**WHAT TO DO**
Please repeat every entry, keeping each one exactly the same.

DATA IN THIS EXERCISE Start Marker

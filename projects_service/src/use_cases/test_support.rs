use std::collections::BTreeMap;
use std::sync::{Arc, Mutex};

use async_trait::async_trait;
use chrono::{DateTime, TimeZone, Utc};

use crate::domain::entities::{
    NewProject, NewTask, Project, ProjectChanges, Task, TaskChanges, TaskStatus,
};
use crate::domain::ports::{Clock, ProjectStore, StoreError, TaskStore};

pub(crate) struct FixedClock(pub(crate) DateTime<Utc>);

impl FixedClock {
    pub(crate) fn at_epoch(seconds: i64) -> Self {
        Self(Utc.timestamp_opt(seconds, 0).unwrap())
    }
}

impl Clock for FixedClock {
    fn now(&self) -> DateTime<Utc> {
        self.0
    }
}

#[derive(Clone, Copy, Default)]
pub(crate) struct FailureFlags {
    pub read: bool,
    pub write: bool,
}

#[derive(Default)]
struct Tables {
    next_id: i64,
    projects: BTreeMap<i64, Project>,
    tasks: BTreeMap<i64, Task>,
}

impl Tables {
    fn next_id(&mut self) -> i64 {
        self.next_id += 1;
        self.next_id
    }
}

// In-memory stand-in for both tables, with the same cascade and foreign key
// behavior as the database.
#[derive(Clone)]
pub(crate) struct InMemoryStore {
    tables: Arc<Mutex<Tables>>,
    failures: FailureFlags,
}

impl InMemoryStore {
    pub(crate) fn new() -> Self {
        Self {
            tables: Arc::new(Mutex::new(Tables::default())),
            failures: FailureFlags::default(),
        }
    }

    pub(crate) fn with_failures(mut self, failures: FailureFlags) -> Self {
        self.failures = failures;
        self
    }

    pub(crate) fn insert_test_project(&self, name: &str) -> Project {
        let mut tables = self.tables.lock().expect("tables mutex poisoned");
        let created_at = Utc.timestamp_opt(1_600_000_000, 0).unwrap();
        let project = Project {
            id: tables.next_id(),
            name: name.to_string(),
            description: None,
            created_at,
            updated_at: created_at,
        };
        tables.projects.insert(project.id, project.clone());
        project
    }

    pub(crate) fn insert_test_task(&self, project_id: i64, title: &str) -> Task {
        let mut tables = self.tables.lock().expect("tables mutex poisoned");
        let created_at = Utc.timestamp_opt(1_600_000_000, 0).unwrap();
        let task = Task {
            id: tables.next_id(),
            project_id,
            title: title.to_string(),
            description: None,
            status: TaskStatus::Todo,
            created_at,
            updated_at: created_at,
        };
        tables.tasks.insert(task.id, task.clone());
        task
    }

    pub(crate) fn get_test_project(&self, id: i64) -> Option<Project> {
        let tables = self.tables.lock().expect("tables mutex poisoned");
        tables.projects.get(&id).cloned()
    }

    pub(crate) fn get_test_task(&self, id: i64) -> Option<Task> {
        let tables = self.tables.lock().expect("tables mutex poisoned");
        tables.tasks.get(&id).cloned()
    }

    fn check_read(&self) -> Result<(), StoreError> {
        if self.failures.read {
            return Err(StoreError::Backend("read failed".to_string()));
        }
        Ok(())
    }

    fn check_write(&self) -> Result<(), StoreError> {
        if self.failures.write {
            return Err(StoreError::Backend("write failed".to_string()));
        }
        Ok(())
    }
}

#[async_trait]
impl ProjectStore for InMemoryStore {
    async fn list(&self) -> Result<Vec<Project>, StoreError> {
        self.check_read()?;
        let tables = self.tables.lock().expect("tables mutex poisoned");
        Ok(tables.projects.values().cloned().collect())
    }

    async fn find(&self, id: i64) -> Result<Option<Project>, StoreError> {
        self.check_read()?;
        let tables = self.tables.lock().expect("tables mutex poisoned");
        Ok(tables.projects.get(&id).cloned())
    }

    async fn insert(&self, project: NewProject) -> Result<Project, StoreError> {
        self.check_write()?;
        let mut tables = self.tables.lock().expect("tables mutex poisoned");
        let stored = Project {
            id: tables.next_id(),
            name: project.name,
            description: project.description,
            created_at: project.created_at,
            updated_at: project.created_at,
        };
        tables.projects.insert(stored.id, stored.clone());
        Ok(stored)
    }

    async fn update(&self, id: i64, changes: ProjectChanges) -> Result<Project, StoreError> {
        self.check_write()?;
        let mut tables = self.tables.lock().expect("tables mutex poisoned");
        let project = tables.projects.get_mut(&id).ok_or(StoreError::NotFound)?;
        if let Some(name) = changes.name {
            project.name = name;
        }
        if let Some(description) = changes.description {
            project.description = Some(description);
        }
        project.updated_at = changes.updated_at;
        Ok(project.clone())
    }

    async fn delete(&self, id: i64) -> Result<(), StoreError> {
        self.check_write()?;
        let mut tables = self.tables.lock().expect("tables mutex poisoned");
        tables.projects.remove(&id).ok_or(StoreError::NotFound)?;
        tables.tasks.retain(|_, task| task.project_id != id);
        Ok(())
    }
}

#[async_trait]
impl TaskStore for InMemoryStore {
    async fn list(&self, project_id: Option<i64>) -> Result<Vec<Task>, StoreError> {
        self.check_read()?;
        let tables = self.tables.lock().expect("tables mutex poisoned");
        Ok(tables
            .tasks
            .values()
            .filter(|task| project_id.is_none_or(|id| task.project_id == id))
            .cloned()
            .collect())
    }

    async fn find(&self, id: i64) -> Result<Option<Task>, StoreError> {
        self.check_read()?;
        let tables = self.tables.lock().expect("tables mutex poisoned");
        Ok(tables.tasks.get(&id).cloned())
    }

    async fn insert(&self, task: NewTask) -> Result<Task, StoreError> {
        self.check_write()?;
        let mut tables = self.tables.lock().expect("tables mutex poisoned");
        if !tables.projects.contains_key(&task.project_id) {
            return Err(StoreError::NotFound);
        }
        let stored = Task {
            id: tables.next_id(),
            project_id: task.project_id,
            title: task.title,
            description: task.description,
            status: task.status,
            created_at: task.created_at,
            updated_at: task.created_at,
        };
        tables.tasks.insert(stored.id, stored.clone());
        Ok(stored)
    }

    async fn update(&self, id: i64, changes: TaskChanges) -> Result<Task, StoreError> {
        self.check_write()?;
        let mut tables = self.tables.lock().expect("tables mutex poisoned");
        let task = tables.tasks.get_mut(&id).ok_or(StoreError::NotFound)?;
        if let Some(title) = changes.title {
            task.title = title;
        }
        if let Some(description) = changes.description {
            task.description = Some(description);
        }
        if let Some(status) = changes.status {
            task.status = status;
        }
        task.updated_at = changes.updated_at;
        Ok(task.clone())
    }

    async fn delete(&self, id: i64) -> Result<(), StoreError> {
        self.check_write()?;
        let mut tables = self.tables.lock().expect("tables mutex poisoned");
        tables.tasks.remove(&id).map(|_| ()).ok_or(StoreError::NotFound)
    }
}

DATA IN THIS EXERCISE End Marker

**ANSWER SECTION**
filename projects_service/src/use_cases/test_support.rs
use std::collections::BTreeMap;
use std::sync::{Arc, Mutex};

use async_trait::async_trait;
use chrono::{DateTime, TimeZone, Utc};

use crate::domain::entities::{
    NewProject, NewTask, Project, ProjectChanges, Task, TaskChanges, TaskStatus,
};
use crate::domain::ports::{Clock, ProjectStore, StoreError, TaskStore};

pub(crate) struct FixedClock(pub(crate) DateTime<Utc>);

impl FixedClock {
    pub(crate) fn at_epoch(seconds: i64) -> Self {
        Self(Utc.timestamp_opt(seconds, 0).unwrap())
    }
}

impl Clock for FixedClock {
    fn now(&self) -> DateTime<Utc> {
        self.0
    }
}

#[derive(Clone, Copy, Default)]
pub(crate) struct FailureFlags {
    pub read: bool,
    pub write: bool,
}

#[derive(Default)]
struct Tables {
    next_id: i64,
    projects: BTreeMap<i64, Project>,
    tasks: BTreeMap<i64, Task>,
}

impl Tables {
    fn next_id(&mut self) -> i64 {
        self.next_id += 1;
        self.next_id
    }
}

// In-memory stand-in for both tables, with the same cascade and foreign key
// behavior as the database.
#[derive(Clone)]
pub(crate) struct InMemoryStore {
    tables: Arc<Mutex<Tables>>,
    failures: FailureFlags,
}

impl InMemoryStore {
    pub(crate) fn new() -> Self {
        Self {
            tables: Arc::new(Mutex::new(Tables::default())),
            failures: FailureFlags::default(),
        }
    }

    pub(crate) fn with_failures(mut self, failures: FailureFlags) -> Self {
        self.failures = failures;
        self
    }

    pub(crate) fn insert_test_project(&self, name: &str) -> Project {
        let mut tables = self.tables.lock().expect("tables mutex poisoned");
        let created_at = Utc.timestamp_opt(1_600_000_000, 0).unwrap();
        let project = Project {
            id: tables.next_id(),
            name: name.to_string(),
            description: None,
            created_at,
            updated_at: created_at,
        };
        tables.projects.insert(project.id, project.clone());
        project
    }

    pub(crate) fn insert_test_task(&self, project_id: i64, title: &str) -> Task {
        let mut tables = self.tables.lock().expect("tables mutex poisoned");
        let created_at = Utc.timestamp_opt(1_600_000_000, 0).unwrap();
        let task = Task {
            id: tables.next_id(),
            project_id,
            title: title.to_string(),
            description: None,
            status: TaskStatus::Todo,
            created_at,
            updated_at: created_at,
        };
        tables.tasks.insert(task.id, task.clone());
        task
    }

    pub(crate) fn get_test_project(&self, id: i64) -> Option<Project> {
        let tables = self.tables.lock().expect("tables mutex poisoned");
        tables.projects.get(&id).cloned()
    }

    pub(crate) fn get_test_task(&self, id: i64) -> Option<Task> {
        let tables = self.tables.lock().expect("tables mutex poisoned");
        tables.tasks.get(&id).cloned()
    }

    fn check_read(&self) -> Result<(), StoreError> {
        if self.failures.read {
            return Err(StoreError::Backend("read failed".to_string()));
        }
        Ok(())
    }

    fn check_write(&self) -> Result<(), StoreError> {
        if self.failures.write {
            return Err(StoreError::Backend("write failed".to_string()));
        }
        Ok(())
    }
}

#[async_trait]
impl ProjectStore for InMemoryStore {
    async fn list(&self) -> Result<Vec<Project>, StoreError> {
        self.check_read()?;
        let tables = self.tables.lock().expect("tables mutex poisoned");
        Ok(tables.projects.values().cloned().collect())
    }

    async fn find(&self, id: i64) -> Result<Option<Project>, StoreError> {
        self.check_read()?;
        let tables = self.tables.lock().expect("tables mutex poisoned");
        Ok(tables.projects.get(&id).cloned())
    }

    async fn insert(&self, project: NewProject) -> Result<Project, StoreError> {
        self.check_write()?;
        let mut tables = self.tables.lock().expect("tables mutex poisoned");
        let stored = Project {
            id: tables.next_id(),
            name: project.name,
            description: project.description,
            created_at: project.created_at,
            updated_at: project.created_at,
        };
        tables.projects.insert(stored.id, stored.clone());
        Ok(stored)
    }

    async fn update(&self, id: i64, changes: ProjectChanges) -> Result<Project, StoreError> {
        self.check_write()?;
        let mut tables = self.tables.lock().expect("tables mutex poisoned");
        let project = tables.projects.get_mut(&id).ok_or(StoreError::NotFound)?;
        if let Some(name) = changes.name {
            project.name = name;
        }
        if let Some(description) = changes.description {
            project.description = Some(description);
        }
        project.updated_at = changes.updated_at;
        Ok(project.clone())
    }

    async fn delete(&self, id: i64) -> Result<(), StoreError> {
        self.check_write()?;
        let mut tables = self.tables.lock().expect("tables mutex poisoned");
        tables.projects.remove(&id).ok_or(StoreError::NotFound)?;
        tables.tasks.retain(|_, task| task.project_id != id);
        Ok(())
    }
}

#[async_trait]
impl TaskStore for InMemoryStore {
    async fn list(&self, project_id: Option<i64>) -> Result<Vec<Task>, StoreError> {
        self.check_read()?;
        let tables = self.tables.lock().expect("tables mutex poisoned");
        Ok(tables
            .tasks
            .values()
            .filter(|task| project_id.is_none_or(|id| task.project_id == id))
            .cloned()
            .collect())
    }

    async fn find(&self, id: i64) -> Result<Option<Task>, StoreError> {
        self.check_read()?;
        let tables = self.tables.lock().expect("tables mutex poisoned");
        Ok(tables.tasks.get(&id).cloned())
    }

    async fn insert(&self, task: NewTask) -> Result<Task, StoreError> {
        self.check_write()?;
        let mut tables = self.tables.lock().expect("tables mutex poisoned");
        if !tables.projects.contains_key(&task.project_id) {
            return Err(StoreError::NotFound);
        }
        let stored = Task {
            id: tables.next_id(),
            project_id: task.project_id,
            title: task.title,
            description: task.description,
            status: task.status,
            created_at: task.created_at,
            updated_at: task.created_at,
        };
        tables.tasks.insert(stored.id, stored.clone());
        Ok(stored)
    }

    async fn update(&self, id: i64, changes: TaskChanges) -> Result<Task, StoreError> {
        self.check_write()?;
        let mut tables = self.tables.lock().expect("tables mutex poisoned");
        let task = tables.tasks.get_mut(&id).ok_or(StoreError::NotFound)?;
        if let Some(title) = changes.title {
            task.title = title;
        }
        if let Some(description) = changes.description {
            task.description = Some(description);
        }
        if let Some(status) = changes.status {
            task.status = status;
        }
        task.updated_at = changes.updated_at;
        Ok(task.clone())
    }

    async fn delete(&self, id: i64) -> Result<(), StoreError> {
        self.check_write()?;
        let mut tables = self.tables.lock().expect("tables mutex poisoned");
        tables.tasks.remove(&id).map(|_| ()).ok_or(StoreError::NotFound)
    }
}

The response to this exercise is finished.